EXERCISE >> Locate all lines in the data below that hold "CallId" and show them.
** DATASET EXTRACT follows **
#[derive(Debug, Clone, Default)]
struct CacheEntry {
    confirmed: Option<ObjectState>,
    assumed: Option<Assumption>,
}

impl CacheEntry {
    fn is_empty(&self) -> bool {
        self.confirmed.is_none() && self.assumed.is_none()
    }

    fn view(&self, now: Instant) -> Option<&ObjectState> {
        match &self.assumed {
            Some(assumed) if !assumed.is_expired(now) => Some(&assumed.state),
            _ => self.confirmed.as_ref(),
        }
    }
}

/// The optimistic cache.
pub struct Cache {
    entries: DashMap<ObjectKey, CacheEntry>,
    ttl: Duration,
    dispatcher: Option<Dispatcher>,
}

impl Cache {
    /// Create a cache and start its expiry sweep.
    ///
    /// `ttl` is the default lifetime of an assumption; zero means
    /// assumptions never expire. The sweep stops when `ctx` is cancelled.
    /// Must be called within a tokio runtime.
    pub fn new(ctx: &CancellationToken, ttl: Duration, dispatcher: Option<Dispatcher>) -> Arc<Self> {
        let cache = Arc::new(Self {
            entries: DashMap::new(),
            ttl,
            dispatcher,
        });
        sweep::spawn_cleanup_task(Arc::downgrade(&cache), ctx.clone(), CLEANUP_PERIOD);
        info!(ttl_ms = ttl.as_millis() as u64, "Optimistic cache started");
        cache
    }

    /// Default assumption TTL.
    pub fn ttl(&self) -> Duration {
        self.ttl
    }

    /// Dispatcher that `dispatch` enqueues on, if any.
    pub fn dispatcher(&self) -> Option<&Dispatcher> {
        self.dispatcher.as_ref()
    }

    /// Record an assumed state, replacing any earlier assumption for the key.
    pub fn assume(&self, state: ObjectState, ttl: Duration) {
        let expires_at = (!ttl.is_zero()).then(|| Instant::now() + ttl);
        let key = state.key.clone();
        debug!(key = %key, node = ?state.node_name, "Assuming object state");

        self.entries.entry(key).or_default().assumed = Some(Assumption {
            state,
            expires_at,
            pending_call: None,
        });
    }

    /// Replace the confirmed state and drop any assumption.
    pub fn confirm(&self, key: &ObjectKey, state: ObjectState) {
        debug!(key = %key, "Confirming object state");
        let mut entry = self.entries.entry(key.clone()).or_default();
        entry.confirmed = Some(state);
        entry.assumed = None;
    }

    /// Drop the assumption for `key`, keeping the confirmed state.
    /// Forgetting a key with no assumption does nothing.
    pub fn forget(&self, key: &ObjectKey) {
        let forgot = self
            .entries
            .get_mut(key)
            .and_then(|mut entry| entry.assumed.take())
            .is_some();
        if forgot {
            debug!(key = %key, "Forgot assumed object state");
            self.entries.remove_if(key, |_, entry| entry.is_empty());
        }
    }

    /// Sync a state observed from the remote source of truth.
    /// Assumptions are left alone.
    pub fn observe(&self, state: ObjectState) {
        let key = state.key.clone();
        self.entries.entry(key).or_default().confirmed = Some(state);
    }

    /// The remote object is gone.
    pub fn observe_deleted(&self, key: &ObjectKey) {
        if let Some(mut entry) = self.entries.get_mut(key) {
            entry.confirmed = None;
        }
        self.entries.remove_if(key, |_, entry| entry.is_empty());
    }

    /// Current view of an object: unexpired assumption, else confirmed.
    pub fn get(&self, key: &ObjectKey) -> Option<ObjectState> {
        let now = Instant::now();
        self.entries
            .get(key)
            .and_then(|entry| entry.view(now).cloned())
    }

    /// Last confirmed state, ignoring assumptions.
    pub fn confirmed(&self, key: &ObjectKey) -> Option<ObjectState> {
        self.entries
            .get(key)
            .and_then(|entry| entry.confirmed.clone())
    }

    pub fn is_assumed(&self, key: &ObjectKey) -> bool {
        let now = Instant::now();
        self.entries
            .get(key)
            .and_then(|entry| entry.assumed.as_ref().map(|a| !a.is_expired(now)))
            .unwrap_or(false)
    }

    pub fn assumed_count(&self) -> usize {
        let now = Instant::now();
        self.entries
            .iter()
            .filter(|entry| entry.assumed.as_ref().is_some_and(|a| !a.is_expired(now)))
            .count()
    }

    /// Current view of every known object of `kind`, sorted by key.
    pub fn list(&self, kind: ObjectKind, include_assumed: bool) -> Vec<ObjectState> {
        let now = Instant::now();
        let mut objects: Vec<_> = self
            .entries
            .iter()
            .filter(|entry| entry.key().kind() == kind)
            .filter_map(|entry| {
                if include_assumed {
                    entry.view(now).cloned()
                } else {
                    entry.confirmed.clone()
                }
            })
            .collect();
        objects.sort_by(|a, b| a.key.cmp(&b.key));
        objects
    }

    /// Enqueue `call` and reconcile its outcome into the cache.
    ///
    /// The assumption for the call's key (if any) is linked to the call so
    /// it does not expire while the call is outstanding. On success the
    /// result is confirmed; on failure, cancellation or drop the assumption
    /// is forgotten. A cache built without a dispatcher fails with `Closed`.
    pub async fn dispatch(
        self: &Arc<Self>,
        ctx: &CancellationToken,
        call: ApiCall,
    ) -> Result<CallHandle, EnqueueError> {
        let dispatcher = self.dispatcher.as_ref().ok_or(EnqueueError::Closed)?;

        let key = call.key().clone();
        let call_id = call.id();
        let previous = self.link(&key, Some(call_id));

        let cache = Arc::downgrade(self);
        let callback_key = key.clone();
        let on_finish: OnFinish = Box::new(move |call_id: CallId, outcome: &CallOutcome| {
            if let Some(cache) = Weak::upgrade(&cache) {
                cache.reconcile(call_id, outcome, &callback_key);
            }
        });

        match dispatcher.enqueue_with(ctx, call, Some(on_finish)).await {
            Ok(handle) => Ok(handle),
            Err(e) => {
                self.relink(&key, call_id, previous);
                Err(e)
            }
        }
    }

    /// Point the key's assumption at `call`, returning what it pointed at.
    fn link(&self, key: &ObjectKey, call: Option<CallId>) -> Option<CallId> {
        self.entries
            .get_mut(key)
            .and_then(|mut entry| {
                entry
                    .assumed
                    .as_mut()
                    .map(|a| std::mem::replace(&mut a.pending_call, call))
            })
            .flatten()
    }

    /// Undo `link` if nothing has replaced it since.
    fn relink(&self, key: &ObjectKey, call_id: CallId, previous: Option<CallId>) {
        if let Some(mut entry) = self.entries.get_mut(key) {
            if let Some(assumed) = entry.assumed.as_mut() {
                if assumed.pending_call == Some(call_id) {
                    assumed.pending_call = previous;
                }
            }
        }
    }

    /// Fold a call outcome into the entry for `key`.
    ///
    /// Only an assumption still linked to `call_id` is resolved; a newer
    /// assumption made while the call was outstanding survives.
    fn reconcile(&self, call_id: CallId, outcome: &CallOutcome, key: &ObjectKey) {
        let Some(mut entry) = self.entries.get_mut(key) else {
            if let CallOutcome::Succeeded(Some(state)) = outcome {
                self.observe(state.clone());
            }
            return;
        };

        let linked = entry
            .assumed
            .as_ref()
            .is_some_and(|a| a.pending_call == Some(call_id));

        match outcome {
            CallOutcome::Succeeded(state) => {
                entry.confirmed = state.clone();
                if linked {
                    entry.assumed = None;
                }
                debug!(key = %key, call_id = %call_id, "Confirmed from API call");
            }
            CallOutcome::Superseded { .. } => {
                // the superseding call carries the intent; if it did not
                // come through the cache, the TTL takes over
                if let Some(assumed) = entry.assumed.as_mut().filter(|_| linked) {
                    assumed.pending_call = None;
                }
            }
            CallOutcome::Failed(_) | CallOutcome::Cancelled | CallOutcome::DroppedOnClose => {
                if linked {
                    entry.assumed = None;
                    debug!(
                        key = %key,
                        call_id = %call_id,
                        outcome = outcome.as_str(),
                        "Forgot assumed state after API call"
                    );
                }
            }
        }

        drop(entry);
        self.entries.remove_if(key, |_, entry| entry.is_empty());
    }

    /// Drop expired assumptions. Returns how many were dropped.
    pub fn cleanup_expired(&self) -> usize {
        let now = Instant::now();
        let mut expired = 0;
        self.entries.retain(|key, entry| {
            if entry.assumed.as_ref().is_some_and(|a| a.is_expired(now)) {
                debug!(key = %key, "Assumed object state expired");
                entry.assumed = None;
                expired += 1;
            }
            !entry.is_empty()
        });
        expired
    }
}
** End of DATASET EXTRACT **
PROBLEM SOLUTION >>
        let on_finish: OnFinish = Box::new(move |call_id: CallId, outcome: &CallOutcome| {
    fn link(&self, key: &ObjectKey, call: Option<CallId>) -> Option<CallId> {
    fn relink(&self, key: &ObjectKey, call_id: CallId, previous: Option<CallId>) {
    fn reconcile(&self, call_id: CallId, outcome: &CallOutcome, key: &ObjectKey) {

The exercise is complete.